▶ _Required work_:
Copy each line of the records below, from the first through the one that contains "Create a node", exactly as written.

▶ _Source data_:
● ● ● ● ● ● ●

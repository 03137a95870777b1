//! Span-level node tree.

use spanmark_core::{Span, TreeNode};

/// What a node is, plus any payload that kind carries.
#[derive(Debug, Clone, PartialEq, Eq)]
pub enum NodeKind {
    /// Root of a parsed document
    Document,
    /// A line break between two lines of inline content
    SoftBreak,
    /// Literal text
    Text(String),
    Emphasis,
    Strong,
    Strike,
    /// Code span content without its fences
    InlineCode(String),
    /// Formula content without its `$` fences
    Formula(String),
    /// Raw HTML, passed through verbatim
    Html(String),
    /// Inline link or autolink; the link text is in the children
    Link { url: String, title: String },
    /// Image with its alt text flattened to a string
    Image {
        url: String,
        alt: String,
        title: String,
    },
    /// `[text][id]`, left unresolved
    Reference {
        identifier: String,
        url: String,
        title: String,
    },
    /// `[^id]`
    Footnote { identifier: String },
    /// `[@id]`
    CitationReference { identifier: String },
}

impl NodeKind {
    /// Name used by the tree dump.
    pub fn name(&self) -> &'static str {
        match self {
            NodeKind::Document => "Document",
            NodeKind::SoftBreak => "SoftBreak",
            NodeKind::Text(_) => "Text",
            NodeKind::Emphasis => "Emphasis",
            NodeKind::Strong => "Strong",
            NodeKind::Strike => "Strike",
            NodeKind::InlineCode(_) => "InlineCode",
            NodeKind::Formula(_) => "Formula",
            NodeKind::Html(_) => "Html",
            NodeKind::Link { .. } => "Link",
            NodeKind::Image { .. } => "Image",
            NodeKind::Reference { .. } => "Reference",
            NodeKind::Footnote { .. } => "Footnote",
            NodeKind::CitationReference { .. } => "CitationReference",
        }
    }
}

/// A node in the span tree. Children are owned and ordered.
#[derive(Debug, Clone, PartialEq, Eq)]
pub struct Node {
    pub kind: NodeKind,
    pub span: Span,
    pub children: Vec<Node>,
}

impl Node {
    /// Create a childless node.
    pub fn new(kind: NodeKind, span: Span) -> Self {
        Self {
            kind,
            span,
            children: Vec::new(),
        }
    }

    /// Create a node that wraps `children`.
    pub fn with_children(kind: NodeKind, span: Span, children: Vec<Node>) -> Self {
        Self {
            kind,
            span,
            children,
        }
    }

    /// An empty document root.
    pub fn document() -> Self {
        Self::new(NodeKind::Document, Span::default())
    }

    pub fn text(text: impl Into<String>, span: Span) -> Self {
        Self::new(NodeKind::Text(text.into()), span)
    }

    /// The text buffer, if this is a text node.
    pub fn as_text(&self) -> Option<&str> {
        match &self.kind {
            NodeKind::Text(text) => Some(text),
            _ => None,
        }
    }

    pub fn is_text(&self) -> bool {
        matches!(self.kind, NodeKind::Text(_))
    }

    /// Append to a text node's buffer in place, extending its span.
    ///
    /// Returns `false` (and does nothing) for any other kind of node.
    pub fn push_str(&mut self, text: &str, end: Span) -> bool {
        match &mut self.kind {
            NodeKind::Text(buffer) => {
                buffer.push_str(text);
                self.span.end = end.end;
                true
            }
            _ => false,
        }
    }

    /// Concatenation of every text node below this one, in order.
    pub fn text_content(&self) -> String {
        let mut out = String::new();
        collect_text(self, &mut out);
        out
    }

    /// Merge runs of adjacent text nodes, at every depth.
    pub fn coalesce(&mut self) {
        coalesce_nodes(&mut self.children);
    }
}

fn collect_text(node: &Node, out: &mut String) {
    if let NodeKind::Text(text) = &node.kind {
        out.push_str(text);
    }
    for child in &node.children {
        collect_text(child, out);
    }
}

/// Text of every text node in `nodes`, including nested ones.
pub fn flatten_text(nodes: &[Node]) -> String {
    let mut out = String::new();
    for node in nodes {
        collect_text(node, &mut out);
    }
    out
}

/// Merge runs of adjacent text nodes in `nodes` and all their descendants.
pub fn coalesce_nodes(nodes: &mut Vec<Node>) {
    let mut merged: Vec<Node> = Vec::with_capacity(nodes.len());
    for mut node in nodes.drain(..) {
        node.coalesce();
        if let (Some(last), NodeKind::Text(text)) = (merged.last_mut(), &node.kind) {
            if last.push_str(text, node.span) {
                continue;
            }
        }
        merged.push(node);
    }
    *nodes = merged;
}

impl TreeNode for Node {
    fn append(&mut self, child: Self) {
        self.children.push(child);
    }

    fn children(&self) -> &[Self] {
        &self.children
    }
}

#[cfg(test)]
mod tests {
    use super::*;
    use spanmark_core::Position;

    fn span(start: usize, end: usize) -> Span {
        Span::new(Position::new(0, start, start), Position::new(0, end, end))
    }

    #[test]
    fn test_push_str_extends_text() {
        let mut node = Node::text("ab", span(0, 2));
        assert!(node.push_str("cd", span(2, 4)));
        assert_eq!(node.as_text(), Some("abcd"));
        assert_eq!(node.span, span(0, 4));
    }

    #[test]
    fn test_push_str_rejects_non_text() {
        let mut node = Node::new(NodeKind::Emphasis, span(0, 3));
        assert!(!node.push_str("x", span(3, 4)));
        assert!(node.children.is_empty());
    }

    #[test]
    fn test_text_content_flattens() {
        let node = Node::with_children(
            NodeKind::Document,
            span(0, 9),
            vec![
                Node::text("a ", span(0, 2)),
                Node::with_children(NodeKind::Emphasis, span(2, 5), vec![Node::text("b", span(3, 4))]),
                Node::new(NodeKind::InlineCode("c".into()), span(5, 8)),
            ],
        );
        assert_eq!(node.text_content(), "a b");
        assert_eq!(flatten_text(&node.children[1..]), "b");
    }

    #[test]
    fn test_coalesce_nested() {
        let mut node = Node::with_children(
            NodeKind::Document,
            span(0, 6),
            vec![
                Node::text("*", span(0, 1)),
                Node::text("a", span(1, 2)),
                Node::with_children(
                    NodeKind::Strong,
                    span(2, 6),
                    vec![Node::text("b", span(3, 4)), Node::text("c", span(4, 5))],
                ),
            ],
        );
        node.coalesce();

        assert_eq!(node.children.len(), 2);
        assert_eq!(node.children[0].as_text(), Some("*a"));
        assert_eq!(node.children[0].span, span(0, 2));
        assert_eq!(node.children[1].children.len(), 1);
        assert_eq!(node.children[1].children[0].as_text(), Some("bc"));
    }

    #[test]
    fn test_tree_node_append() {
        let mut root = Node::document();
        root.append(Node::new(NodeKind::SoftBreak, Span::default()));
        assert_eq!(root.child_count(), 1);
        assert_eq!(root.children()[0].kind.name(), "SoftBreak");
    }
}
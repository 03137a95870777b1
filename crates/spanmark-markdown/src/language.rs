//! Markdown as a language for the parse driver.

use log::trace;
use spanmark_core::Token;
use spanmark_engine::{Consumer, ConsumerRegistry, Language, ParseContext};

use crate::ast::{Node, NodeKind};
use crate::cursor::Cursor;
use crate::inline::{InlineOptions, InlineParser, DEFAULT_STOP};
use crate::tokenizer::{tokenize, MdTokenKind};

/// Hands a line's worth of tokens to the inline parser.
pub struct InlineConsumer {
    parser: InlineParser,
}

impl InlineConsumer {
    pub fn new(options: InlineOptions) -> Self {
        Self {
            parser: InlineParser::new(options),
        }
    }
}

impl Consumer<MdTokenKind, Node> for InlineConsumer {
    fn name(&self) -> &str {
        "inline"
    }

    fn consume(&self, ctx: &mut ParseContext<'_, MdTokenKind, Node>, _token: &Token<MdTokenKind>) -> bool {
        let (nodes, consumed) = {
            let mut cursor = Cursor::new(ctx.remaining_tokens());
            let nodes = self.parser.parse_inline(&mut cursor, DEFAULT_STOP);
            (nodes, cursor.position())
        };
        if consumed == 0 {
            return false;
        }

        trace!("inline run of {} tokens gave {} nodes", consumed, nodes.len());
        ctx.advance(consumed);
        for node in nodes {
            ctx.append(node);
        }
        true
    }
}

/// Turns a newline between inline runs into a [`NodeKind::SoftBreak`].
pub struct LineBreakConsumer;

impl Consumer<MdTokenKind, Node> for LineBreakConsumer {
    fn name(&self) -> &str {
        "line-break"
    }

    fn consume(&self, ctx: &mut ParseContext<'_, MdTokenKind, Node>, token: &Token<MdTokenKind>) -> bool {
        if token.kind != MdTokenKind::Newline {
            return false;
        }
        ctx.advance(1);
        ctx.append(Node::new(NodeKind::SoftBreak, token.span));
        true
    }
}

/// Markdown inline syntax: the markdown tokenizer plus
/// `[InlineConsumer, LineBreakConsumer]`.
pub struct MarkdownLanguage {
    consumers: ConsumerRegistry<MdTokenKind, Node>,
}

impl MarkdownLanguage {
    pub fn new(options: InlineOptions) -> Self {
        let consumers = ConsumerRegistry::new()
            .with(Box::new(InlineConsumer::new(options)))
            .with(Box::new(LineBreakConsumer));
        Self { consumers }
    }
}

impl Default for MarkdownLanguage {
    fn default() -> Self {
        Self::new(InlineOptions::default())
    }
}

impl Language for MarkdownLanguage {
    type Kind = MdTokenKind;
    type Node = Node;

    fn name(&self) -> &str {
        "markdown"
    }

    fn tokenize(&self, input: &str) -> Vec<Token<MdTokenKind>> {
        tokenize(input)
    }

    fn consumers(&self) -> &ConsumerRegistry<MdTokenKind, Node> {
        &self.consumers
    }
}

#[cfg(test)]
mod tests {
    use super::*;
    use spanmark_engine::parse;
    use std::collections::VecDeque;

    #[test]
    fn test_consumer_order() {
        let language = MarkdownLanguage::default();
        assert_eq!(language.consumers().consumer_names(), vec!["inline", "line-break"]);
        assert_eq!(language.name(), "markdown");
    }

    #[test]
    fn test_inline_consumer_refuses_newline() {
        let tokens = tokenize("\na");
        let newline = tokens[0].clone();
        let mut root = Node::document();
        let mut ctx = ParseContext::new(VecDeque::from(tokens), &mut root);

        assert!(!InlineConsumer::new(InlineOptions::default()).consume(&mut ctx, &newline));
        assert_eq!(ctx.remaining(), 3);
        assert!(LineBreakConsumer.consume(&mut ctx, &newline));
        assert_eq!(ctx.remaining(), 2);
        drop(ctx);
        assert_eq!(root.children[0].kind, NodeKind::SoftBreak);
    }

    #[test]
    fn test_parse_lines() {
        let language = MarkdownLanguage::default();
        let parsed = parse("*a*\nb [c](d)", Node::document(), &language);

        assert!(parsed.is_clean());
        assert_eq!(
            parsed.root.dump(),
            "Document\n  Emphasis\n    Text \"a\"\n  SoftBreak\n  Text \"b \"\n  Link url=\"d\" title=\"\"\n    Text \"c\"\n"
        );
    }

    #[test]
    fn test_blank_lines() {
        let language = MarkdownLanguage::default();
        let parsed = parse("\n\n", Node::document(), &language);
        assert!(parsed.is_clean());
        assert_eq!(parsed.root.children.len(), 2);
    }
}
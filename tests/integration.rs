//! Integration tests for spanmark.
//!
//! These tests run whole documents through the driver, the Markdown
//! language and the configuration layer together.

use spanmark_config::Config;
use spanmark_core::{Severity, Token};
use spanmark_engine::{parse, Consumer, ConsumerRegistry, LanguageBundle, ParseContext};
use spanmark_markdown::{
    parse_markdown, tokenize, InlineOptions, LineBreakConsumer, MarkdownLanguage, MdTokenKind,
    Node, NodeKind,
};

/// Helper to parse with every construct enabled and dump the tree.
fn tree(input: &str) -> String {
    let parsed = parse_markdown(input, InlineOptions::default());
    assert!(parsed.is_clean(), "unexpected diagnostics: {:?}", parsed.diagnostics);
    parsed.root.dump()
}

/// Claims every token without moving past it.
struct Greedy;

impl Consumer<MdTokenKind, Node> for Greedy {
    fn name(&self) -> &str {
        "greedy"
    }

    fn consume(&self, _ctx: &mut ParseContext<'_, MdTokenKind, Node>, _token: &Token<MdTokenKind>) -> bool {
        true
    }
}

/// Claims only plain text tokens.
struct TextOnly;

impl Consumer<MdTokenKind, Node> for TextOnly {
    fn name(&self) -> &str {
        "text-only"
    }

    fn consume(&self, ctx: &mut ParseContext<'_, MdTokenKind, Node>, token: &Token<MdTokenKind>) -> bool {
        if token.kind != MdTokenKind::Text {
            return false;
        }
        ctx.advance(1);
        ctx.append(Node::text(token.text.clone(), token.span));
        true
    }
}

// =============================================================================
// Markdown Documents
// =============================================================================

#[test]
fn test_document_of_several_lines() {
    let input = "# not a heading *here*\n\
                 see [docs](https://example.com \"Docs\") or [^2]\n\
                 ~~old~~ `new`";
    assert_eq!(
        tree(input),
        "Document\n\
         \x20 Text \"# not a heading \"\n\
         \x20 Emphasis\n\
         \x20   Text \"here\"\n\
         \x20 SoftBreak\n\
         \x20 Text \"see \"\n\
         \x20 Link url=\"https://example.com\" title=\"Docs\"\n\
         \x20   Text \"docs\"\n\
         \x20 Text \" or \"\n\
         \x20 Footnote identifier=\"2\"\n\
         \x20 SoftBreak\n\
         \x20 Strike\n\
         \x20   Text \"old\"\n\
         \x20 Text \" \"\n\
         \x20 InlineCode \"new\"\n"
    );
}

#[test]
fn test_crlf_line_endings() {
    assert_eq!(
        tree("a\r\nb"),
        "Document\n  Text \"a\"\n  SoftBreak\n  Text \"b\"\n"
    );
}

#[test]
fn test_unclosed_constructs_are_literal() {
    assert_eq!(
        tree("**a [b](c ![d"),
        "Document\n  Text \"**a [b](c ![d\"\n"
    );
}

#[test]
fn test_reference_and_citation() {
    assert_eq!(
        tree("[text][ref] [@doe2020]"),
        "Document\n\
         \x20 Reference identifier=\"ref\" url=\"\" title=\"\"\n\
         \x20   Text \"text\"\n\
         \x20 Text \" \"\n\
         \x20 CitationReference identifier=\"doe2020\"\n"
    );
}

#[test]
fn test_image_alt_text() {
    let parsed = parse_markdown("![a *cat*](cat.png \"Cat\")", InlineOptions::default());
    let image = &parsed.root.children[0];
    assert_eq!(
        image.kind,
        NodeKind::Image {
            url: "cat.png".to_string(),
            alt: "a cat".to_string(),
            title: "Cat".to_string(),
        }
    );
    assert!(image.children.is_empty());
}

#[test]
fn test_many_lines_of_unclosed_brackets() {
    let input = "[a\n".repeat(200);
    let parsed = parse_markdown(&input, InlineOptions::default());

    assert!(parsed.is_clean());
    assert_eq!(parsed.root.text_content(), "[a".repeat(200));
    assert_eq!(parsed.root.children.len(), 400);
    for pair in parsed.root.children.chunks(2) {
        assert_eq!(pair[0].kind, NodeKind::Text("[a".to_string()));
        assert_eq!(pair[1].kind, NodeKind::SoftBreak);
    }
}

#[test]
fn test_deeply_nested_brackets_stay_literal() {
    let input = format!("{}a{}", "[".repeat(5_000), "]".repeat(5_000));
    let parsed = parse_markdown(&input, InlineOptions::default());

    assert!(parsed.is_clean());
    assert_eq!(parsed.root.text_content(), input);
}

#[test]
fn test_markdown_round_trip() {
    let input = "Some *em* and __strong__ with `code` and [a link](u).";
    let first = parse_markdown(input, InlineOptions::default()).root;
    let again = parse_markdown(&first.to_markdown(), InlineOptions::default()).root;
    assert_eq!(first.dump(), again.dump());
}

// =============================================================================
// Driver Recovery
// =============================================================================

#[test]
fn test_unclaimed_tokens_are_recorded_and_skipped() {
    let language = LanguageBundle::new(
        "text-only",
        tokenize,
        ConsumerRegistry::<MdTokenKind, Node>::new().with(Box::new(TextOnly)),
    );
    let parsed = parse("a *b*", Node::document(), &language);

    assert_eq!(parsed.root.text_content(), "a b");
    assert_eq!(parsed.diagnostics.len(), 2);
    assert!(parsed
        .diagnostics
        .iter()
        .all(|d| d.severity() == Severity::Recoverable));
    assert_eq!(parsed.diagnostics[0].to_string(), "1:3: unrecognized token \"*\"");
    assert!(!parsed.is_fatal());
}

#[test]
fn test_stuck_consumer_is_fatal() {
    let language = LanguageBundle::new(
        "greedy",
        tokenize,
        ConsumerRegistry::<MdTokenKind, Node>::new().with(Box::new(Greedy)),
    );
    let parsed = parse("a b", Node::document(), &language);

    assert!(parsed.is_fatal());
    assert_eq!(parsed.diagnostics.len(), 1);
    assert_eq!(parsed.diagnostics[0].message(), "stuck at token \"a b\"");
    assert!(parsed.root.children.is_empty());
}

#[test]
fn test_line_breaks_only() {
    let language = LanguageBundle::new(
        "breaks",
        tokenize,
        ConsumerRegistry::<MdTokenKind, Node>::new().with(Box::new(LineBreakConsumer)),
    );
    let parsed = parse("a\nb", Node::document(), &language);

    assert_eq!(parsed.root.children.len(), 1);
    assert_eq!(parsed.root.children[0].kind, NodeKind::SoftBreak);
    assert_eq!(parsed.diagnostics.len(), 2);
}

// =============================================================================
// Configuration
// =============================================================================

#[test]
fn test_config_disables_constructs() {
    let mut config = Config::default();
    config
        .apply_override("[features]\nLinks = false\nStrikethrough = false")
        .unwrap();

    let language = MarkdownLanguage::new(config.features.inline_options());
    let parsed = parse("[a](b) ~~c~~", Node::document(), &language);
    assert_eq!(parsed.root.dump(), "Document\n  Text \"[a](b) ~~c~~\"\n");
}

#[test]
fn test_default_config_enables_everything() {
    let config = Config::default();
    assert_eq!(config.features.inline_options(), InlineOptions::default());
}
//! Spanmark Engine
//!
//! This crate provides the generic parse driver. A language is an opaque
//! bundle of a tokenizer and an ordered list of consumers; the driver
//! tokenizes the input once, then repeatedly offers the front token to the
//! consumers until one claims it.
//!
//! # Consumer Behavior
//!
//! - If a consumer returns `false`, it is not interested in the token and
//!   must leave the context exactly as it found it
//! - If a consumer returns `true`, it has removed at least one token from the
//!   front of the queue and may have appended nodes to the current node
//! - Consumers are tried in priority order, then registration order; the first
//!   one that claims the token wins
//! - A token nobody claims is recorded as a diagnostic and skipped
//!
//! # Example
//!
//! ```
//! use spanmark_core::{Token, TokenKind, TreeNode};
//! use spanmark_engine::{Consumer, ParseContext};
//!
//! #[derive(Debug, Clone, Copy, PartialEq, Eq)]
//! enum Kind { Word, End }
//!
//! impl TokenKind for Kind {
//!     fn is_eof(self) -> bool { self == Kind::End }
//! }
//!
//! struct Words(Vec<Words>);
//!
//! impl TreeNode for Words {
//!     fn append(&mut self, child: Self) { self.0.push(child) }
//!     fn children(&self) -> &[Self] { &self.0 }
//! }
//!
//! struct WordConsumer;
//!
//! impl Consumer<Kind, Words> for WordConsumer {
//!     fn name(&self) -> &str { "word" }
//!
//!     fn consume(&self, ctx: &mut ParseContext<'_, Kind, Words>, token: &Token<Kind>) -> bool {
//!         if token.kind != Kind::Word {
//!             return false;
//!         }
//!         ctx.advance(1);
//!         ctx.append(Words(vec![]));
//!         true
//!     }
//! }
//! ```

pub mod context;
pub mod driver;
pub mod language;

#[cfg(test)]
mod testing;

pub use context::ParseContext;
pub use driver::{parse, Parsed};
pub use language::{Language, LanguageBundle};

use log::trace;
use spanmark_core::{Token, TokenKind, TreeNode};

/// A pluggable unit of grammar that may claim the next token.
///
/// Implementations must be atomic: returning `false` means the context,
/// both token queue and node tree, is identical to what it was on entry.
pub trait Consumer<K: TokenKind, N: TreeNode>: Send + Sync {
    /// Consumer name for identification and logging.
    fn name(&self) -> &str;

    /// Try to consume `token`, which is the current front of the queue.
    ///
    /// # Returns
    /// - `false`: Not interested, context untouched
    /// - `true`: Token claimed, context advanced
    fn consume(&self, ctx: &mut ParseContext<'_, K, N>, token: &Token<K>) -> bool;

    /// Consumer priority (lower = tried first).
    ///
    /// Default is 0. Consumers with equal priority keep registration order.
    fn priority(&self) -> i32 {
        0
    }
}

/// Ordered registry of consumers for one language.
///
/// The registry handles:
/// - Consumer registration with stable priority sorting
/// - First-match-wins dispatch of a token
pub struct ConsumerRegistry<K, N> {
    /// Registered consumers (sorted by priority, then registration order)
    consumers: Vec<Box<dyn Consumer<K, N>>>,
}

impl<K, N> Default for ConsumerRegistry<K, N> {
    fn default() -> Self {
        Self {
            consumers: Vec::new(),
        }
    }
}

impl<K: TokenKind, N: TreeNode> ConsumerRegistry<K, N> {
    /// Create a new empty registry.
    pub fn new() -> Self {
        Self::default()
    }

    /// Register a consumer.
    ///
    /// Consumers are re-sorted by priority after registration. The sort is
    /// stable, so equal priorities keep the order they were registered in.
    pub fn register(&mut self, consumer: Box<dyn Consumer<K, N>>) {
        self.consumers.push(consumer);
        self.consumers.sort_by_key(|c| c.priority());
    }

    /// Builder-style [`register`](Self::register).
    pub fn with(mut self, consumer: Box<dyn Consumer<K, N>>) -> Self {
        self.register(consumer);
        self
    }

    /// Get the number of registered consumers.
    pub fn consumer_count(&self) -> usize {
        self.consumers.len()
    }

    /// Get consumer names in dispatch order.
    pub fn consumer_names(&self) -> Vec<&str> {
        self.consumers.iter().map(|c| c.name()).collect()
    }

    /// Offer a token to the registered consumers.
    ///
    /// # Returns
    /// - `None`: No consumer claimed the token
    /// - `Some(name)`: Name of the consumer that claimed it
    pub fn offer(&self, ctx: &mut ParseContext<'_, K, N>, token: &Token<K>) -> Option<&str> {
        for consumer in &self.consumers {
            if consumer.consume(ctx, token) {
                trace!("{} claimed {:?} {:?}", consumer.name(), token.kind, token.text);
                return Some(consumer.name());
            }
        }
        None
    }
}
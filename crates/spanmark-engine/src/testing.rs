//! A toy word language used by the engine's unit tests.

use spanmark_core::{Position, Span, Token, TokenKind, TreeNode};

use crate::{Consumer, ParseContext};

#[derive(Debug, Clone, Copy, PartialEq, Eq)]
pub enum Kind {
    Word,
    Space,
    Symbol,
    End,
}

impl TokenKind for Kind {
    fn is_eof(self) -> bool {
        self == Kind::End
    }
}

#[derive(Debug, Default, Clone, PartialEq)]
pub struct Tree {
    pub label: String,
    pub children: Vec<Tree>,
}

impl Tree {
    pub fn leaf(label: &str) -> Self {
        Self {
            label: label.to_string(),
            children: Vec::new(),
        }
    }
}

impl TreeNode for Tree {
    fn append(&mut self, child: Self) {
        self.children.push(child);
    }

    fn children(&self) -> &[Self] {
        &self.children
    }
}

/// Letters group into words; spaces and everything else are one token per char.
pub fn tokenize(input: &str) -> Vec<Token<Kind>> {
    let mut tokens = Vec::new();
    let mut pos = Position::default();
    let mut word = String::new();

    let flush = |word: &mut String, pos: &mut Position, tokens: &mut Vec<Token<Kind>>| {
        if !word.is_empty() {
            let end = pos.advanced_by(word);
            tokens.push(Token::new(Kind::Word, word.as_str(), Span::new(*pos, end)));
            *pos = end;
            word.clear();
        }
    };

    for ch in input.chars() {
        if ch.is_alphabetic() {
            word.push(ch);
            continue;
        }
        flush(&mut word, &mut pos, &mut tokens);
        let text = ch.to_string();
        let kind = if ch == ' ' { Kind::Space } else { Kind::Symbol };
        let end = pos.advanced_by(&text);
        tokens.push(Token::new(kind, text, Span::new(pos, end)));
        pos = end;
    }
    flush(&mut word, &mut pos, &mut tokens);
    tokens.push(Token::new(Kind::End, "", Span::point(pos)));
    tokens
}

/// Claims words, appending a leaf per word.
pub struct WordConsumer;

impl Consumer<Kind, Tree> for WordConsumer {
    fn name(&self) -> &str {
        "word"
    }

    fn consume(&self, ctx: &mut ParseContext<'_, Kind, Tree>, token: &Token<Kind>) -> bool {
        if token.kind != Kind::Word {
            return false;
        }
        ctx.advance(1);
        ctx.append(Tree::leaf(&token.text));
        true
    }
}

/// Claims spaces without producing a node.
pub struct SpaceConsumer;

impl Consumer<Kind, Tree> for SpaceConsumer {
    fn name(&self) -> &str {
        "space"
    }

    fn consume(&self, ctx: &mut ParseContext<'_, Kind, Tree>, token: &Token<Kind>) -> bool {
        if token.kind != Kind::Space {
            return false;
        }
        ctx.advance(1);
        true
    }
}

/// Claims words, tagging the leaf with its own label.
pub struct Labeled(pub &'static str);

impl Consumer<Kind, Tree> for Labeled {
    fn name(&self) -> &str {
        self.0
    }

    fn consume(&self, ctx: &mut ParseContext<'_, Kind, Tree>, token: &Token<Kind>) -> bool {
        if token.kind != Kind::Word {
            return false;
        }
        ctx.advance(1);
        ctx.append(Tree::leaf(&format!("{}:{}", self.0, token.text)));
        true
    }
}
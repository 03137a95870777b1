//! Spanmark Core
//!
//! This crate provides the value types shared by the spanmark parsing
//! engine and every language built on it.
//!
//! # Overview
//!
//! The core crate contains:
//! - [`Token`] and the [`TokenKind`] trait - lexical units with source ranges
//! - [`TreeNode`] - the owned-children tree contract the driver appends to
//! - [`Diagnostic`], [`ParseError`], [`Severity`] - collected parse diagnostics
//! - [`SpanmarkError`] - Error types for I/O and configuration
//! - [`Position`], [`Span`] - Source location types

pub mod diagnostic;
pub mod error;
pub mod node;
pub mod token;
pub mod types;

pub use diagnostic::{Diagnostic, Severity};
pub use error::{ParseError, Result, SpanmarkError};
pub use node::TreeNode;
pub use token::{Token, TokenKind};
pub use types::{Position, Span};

● ● ● ● ● ● ●

▶ _Result_:
repository 03137a95870777b1
//! Span-level node tree.

use spanmark_core::{Span, TreeNode};

/// What a node is, plus any payload that kind carries.
#[derive(Debug, Clone, PartialEq, Eq)]
pub enum NodeKind {
    /// Root of a parsed document
    Document,
    /// A line break between two lines of inline content
    SoftBreak,
    /// Literal text
    Text(String),
    Emphasis,
    Strong,
    Strike,
    /// Code span content without its fences
    InlineCode(String),
    /// Formula content without its `$` fences
    Formula(String),
    /// Raw HTML, passed through verbatim
    Html(String),
    /// Inline link or autolink; the link text is in the children
    Link { url: String, title: String },
    /// Image with its alt text flattened to a string
    Image {
        url: String,
        alt: String,
        title: String,
    },
    /// `[text][id]`, left unresolved
    Reference {
        identifier: String,
        url: String,
        title: String,
    },
    /// `[^id]`
    Footnote { identifier: String },
    /// `[@id]`
    CitationReference { identifier: String },
}

impl NodeKind {
    /// Name used by the tree dump.
    pub fn name(&self) -> &'static str {
        match self {
            NodeKind::Document => "Document",
            NodeKind::SoftBreak => "SoftBreak",
            NodeKind::Text(_) => "Text",
            NodeKind::Emphasis => "Emphasis",
            NodeKind::Strong => "Strong",
            NodeKind::Strike => "Strike",
            NodeKind::InlineCode(_) => "InlineCode",
            NodeKind::Formula(_) => "Formula",
            NodeKind::Html(_) => "Html",
            NodeKind::Link { .. } => "Link",
            NodeKind::Image { .. } => "Image",
            NodeKind::Reference { .. } => "Reference",
            NodeKind::Footnote { .. } => "Footnote",
            NodeKind::CitationReference { .. } => "CitationReference",
        }
    }
}

/// A node in the span tree. Children are owned and ordered.
#[derive(Debug, Clone, PartialEq, Eq)]
pub struct Node {
    pub kind: NodeKind,
    pub span: Span,
    pub children: Vec<Node>,
}

impl Node {
    /// Create a childless node.
    pub fn new(kind: NodeKind, span: Span) -> Self {
        Self {
            kind,
            span,
            children: Vec::new(),
        }
    }

    /// Create a node that wraps `children`.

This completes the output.